Sivert Høyem – Roses Of Neurosis
Fünf Jahre nach Lioness (und einem einhergehenden Madrugada-Revival) bringt Sivert Høyem seine Solokarriere wieder in Schwung: Roses of Neurosis zeigt den kammermusikalisch ausgeleuchteten Sophisti-Pop-Rock des Norwegers in unterschiedlichen Auslagen, stets auf einer zeitlos-zuverlässigen Basis.
Run Away pflegt etwa einen Father John Misty-Modus, gönnt sich eine fast schlagerartige Ausstrahlung mit seinem angenehmen Fernsehgarten-Klavier. So bekniet der Song hingebungsvoll in einem optimistisch-leichten und offenen Sound, zeigt eine friedliche Aufbruchstimmung und wohldosierten Pathos über den Abspann hinaus – selbst wenn letztlich Streicher unkitschig einsteigen. Archduke könnte dagegen, bevor der Chorus zum durch den Ballsaal schwofendem Grandezza-Country tendiert, mit dem MO von Lana Del Rey intendieren. Jonathan Wilson ist also ein annehmbarer Kompromiss an Koordinatensystem, bevor Devotional ein Space Song aus dem Repertoire von Beach House sein könnte: Auf einen sedativ-minimalistischen Beat zieht ein ätherischer Dream Pop-Synthie perlend seine geloopt modulierten Schleifen – sphärisch und entschleunigt, halluzinogen und anachronistisch. Wenn die Reverb-Gitarren, eine einsame Trompete und mitternächtlich-bittersüße Harmonien die Texturen färben, darf man gar vage an doomjazzige Tendenzen denken.
Dass all dies keine unausgegorene Versprengtheit bedingt, sondern absolut homogen zueinanderfindet, liegt freilich auch daran, dass man sofort drinnen ist, in der Welt, die diese einmalige Stimme zaubert: Auf eine solche Art tiefenwirksam, melancholisch, erhebend, tragisch und anmutig wie Sivert Høyem klingt eben sonst wohl niemand auf dieser Welt.
Auch wenn die Kompositionen dahinter sich im direkten Vergleich mit Madrugada doch zugänglicher und vielleicht auch seichter anfühlend geben, nicht eine derart geheimnisvolle Ausstrahlung in ihrer Zeitlosigkeit besitzen, wirkt die Substanz jedoch stets über die reine Atmosphärearbeit hinaus und holt mit ihrem tollen Songwriting ab.
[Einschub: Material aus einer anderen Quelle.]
impl DiagnosticsRecorder {
    pub fn new(history_capacity: usize) -> Self {
        Self {
            clock: Arc::new(SystemClock),
            policy: HealthPolicy::default(),
            history: Mutex::new(TransitionHistory::with_capacity(history_capacity)),
            state: StateStore::new(),
            providers: RwLock::new(Vec::new()),
            validator: RwLock::new(Arc::new(RuleValidator)),
            latest_health: Mutex::new(None),
            last_outcome: Mutex::new(None),
            health_subscribers: Subscribers::new(),
            transition_subscribers: Subscribers::new(),
            event_bus: None,
        }
    }

    pub fn with_clock(mut self, clock: ClockRef) -> Self {
        self.clock = clock;
        self
    }

    pub fn with_policy(mut self, policy: HealthPolicy) -> Self {
        self.policy = policy;
        self
    }

    pub fn with_provider(self, provider: SystemStateProviderRef) -> Self {
        self.add_provider(provider);
        self
    }

    pub fn with_validator(self, validator: Arc<dyn Validator>) -> Self {
        self.set_validator(validator);
        self
    }

    /// Mirror health reports and transition events onto a UI bus.
    pub fn with_event_bus(mut self, bus: EventBusRef) -> Self {
        self.event_bus = Some(bus);
        self
    }

    pub fn now(&self) -> DateTime<Utc> {
        self.clock.now()
    }

    pub fn policy(&self) -> &HealthPolicy {
        &self.policy
    }

    // ---- history ---------------------------------------------------------

    /// Append `event` to the ring and notify transition subscribers.
    pub fn record_transition(&self, event: TransitionEvent) {
        let evicted = self
            .history
            .lock()
            .expect("history mutex poisoned")
            .push(event.clone());
        if let Some(evicted) = evicted {
            tracing::trace!(timestamp = %evicted.timestamp, "Evicted oldest transition event");
        }

        self.transition_subscribers.notify(&event);
        if let Some(bus) = &self.event_bus {
            emit_event(bus.as_ref(), event_names::TRANSITION_RECORDED, &event);
        }
    }

    /// Record a full outcome: log its phases, keep it, append its event.
    pub fn record_outcome(&self, outcome: &TransitionOutcome, caller_id: &str) -> TransitionEvent {
        for phase in &outcome.phase_results {
            tracing::debug!(
                phase = %phase.phase,
                success = phase.success,
                duration_ms = phase.duration_ms,
                message = ?phase.message,
                "Transition phase finished"
            );
        }

        if outcome.success {
            tracing::info!(
                from = %outcome.from,
                to = %outcome.to,
                caller = caller_id,
                duration_ms = outcome.duration_ms(),
                "Transition committed"
            );
        } else {
            tracing::warn!(
                from = %outcome.from,
                to = %outcome.to,
                caller = caller_id,
                rolled_back = outcome.rolled_back,
                error = ?outcome.error_message,
                "Transition failed"
            );
        }

        if let Some(last) = outcome.phase_results.last() {
            self.state.set(state_keys::LAST_PHASE, last);
        }
        *self.last_outcome.lock().expect("outcome mutex poisoned") = Some(outcome.clone());

        let event = TransitionEvent {
            timestamp: outcome.completed_at,
            from: outcome.from,
            to: outcome.to,
            success: outcome.success,
            error: outcome.error_message.clone(),
            caller_id: caller_id.to_string(),
        };
        self.record_transition(event.clone());
        event
    }

    /// Most recent first.
    pub fn history(&self) -> Vec<TransitionEvent> {
        self.recent(usize::MAX)
    }

    /// Up to `limit` events, most recent first.
    pub fn recent(&self, limit: usize) -> Vec<TransitionEvent> {
        self.history
            .lock()
            .expect("history mutex poisoned")
            .recent(limit)
    }

    pub fn history_len(&self) -> usize {
        self.history.lock().expect("history mutex poisoned").len()
    }

    pub fn history_capacity(&self) -> usize {
        self.history.lock().expect("history mutex poisoned").capacity()
    }

    pub fn last_outcome(&self) -> Option<TransitionOutcome> {
        self.last_outcome
            .lock()
            .expect("outcome mutex poisoned")
            .clone()
    }

    // ---- state -----------------------------------------------------------

    pub fn set_state<T: Serialize>(&self, key: &str, value: T) {
        self.state.set(key, value);
    }

    pub fn get_state<T: DeserializeOwned>(&self, key: &str) -> Option<T> {
        self.state.get(key)
    }

    pub fn state_value(&self, key: &str) -> Option<serde_json::Value> {
        self.state.get_raw(key)
    }

    pub fn state(&self) -> &StateStore {
        &self.state
    }

    // ---- observations ----------------------------------------------------

    /// Overlay `provider`'s observations on every snapshot taken from now on.
    pub fn add_provider(&self, provider: SystemStateProviderRef) {
        self.providers
            .write()
            .expect("providers lock poisoned")
            .push(provider);
    }

    /// Validator used for the consistency part of health checks.
    pub fn set_validator(&self, validator: Arc<dyn Validator>) {
        *self.validator.write().expect("validator lock poisoned") = validator;
    }

    pub fn validator(&self) -> Arc<dyn Validator> {
        Arc::clone(&self.validator.read().expect("validator lock poisoned"))
    }

    /// Published flags overlaid with every provider's observations.
    ///
    /// `current_mode` is left unset: the orchestrator decides which mode a
    /// snapshot is expected to describe.
    pub fn system_snapshot(&self) -> SystemSnapshot {
        let mut snapshot = self.published_snapshot();
        for provider in self.providers.read().expect("providers lock poisoned").iter() {
            provider.fill_snapshot(&mut snapshot);
        }
        snapshot
    }

    fn published_snapshot(&self) -> SystemSnapshot {
        SystemSnapshot {
            suppression_enabled: self.state.get(state_keys::SUPPRESSION_ENABLED),
            driver_connected: self.state.get(state_keys::DRIVER_CONNECTED),
            device_connected: self.state.get(state_keys::DEVICE_CONNECTED),
            passthrough_running: self.state.get(state_keys::PASSTHROUGH_RUNNING),
            last_transition_at: self.state.get(state_keys::LAST_TRANSITION_AT),
            captured_at: self.clock.now(),
            ..SystemSnapshot::default()
        }
    }

    /// Snapshot for consistency audits: the committed mode is expected and
    /// the registry's last reported mode is an observer.
    pub fn consistency_snapshot(&self) -> SystemSnapshot {
        let mut snapshot = self.system_snapshot();
        snapshot.current_mode = self.state.get::<Mode>(state_keys::CURRENT_MODE);
        if let Some(reported) = self.state.get::<Mode>(state_keys::REGISTRY_MODE) {
            snapshot.observe("registry", reported);
        }
        snapshot
    }

    // ---- health ----------------------------------------------------------

    /// Audit the consistency snapshot with the configured validator.
    pub fn audit_consistency(&self) -> ValidationOutcome {
        self.validator()
            .validate_system_state(&self.consistency_snapshot())
    }

    /// Evaluate health now, store the report and publish it.
    pub fn run_health_check(&self) -> HealthReport {
        let consistency = self.audit_consistency();
        let report = {
            let history = self.history.lock().expect("history mutex poisoned");
            evaluate(&history, &consistency, &self.policy, self.clock.now())
        };

        if report.is_healthy {
            tracing::debug!(issues = report.issues.len(), "Health check passed");
        } else {
            tracing::warn!(issues = ?report.issues, "Health check failed");
        }

        *self.latest_health.lock().expect("health mutex poisoned") = Some(report.clone());
        self.health_subscribers.notify(&report);
        if let Some(bus) = &self.event_bus {
            emit_event(bus.as_ref(), event_names::HEALTH_REPORT, &report);
        }
        report
    }

    pub fn latest_health(&self) -> Option<HealthReport> {
        self.latest_health
            .lock()
            .expect("health mutex poisoned")
            .clone()
    }

    // ---- subscriptions ---------------------------------------------------

    pub fn subscribe_health<F>(&self, callback: F) -> SubscriptionId
    where
        F: Fn(&HealthReport) + Send + Sync + 'static,
    {
        self.health_subscribers.subscribe(callback)
    }

    pub fn subscribe_transitions<F>(&self, callback: F) -> SubscriptionId
    where
        F: Fn(&TransitionEvent) + Send + Sync + 'static,
    {
        self.transition_subscribers.subscribe(callback)
    }

    /// Remove a health or transition subscription.
    pub fn unsubscribe(&self, id: SubscriptionId) -> bool {
        self.health_subscribers.unsubscribe(id) || self.transition_subscribers.unsubscribe(id)
    }

    pub fn clear_subscribers(&self) {
        self.health_subscribers.clear();
        self.transition_subscribers.clear();
    }
}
Safe Return ist ein unaufgeregt wogend-treibendes Stück, gefühlvoll schmiegen sich die irgendwo zwischen dezenten Jazz-Nuancen (ein Saxofon, das hinten raus sogar subtil aufzeigen darf, fließt durch die Texturen) und einer latenten-80er Ästhetik balsamierenden Synthies an den weichen Groove, das Piano klimpert schimmernd mit sanfter Hingabe und streichelt eine stille Sehnsucht und etabliert die allgemein weitschweifenden Tendenzen der Songs.
Nur Queen of my Heart nimmt sich der Sache vergleichsweise kompakt an: Abgedämpft pulsierend schippernd geht eine Akustikgitarre aus dem beschwingten Dark Folk und Americana im sparsamen Bandsound auf. Dunkel wärmend und seine Zärtlichkeit fürsorglich auslegend verzehrt sich Høyem vor Schönheit in einer verträumten Liebeserklärung, die nichts weniger ist als ein veritabler Ohrwurm und Hit mit Instant-Anrecht auf einen Fixplatz in kommenden Setlisten ohne Ablaufdatum. Solchen beinahe magischen Kleinoden (und Roses Of Neurosis im Ganzen) das gewisse Etwas implementieren zu können, bleibt nämlich (vielleicht auch ohne Klassiker-Anspruch, aber mit potenter Lieblingssong-Klasse) schlichtweg eine heimelig abholende Besonderheit.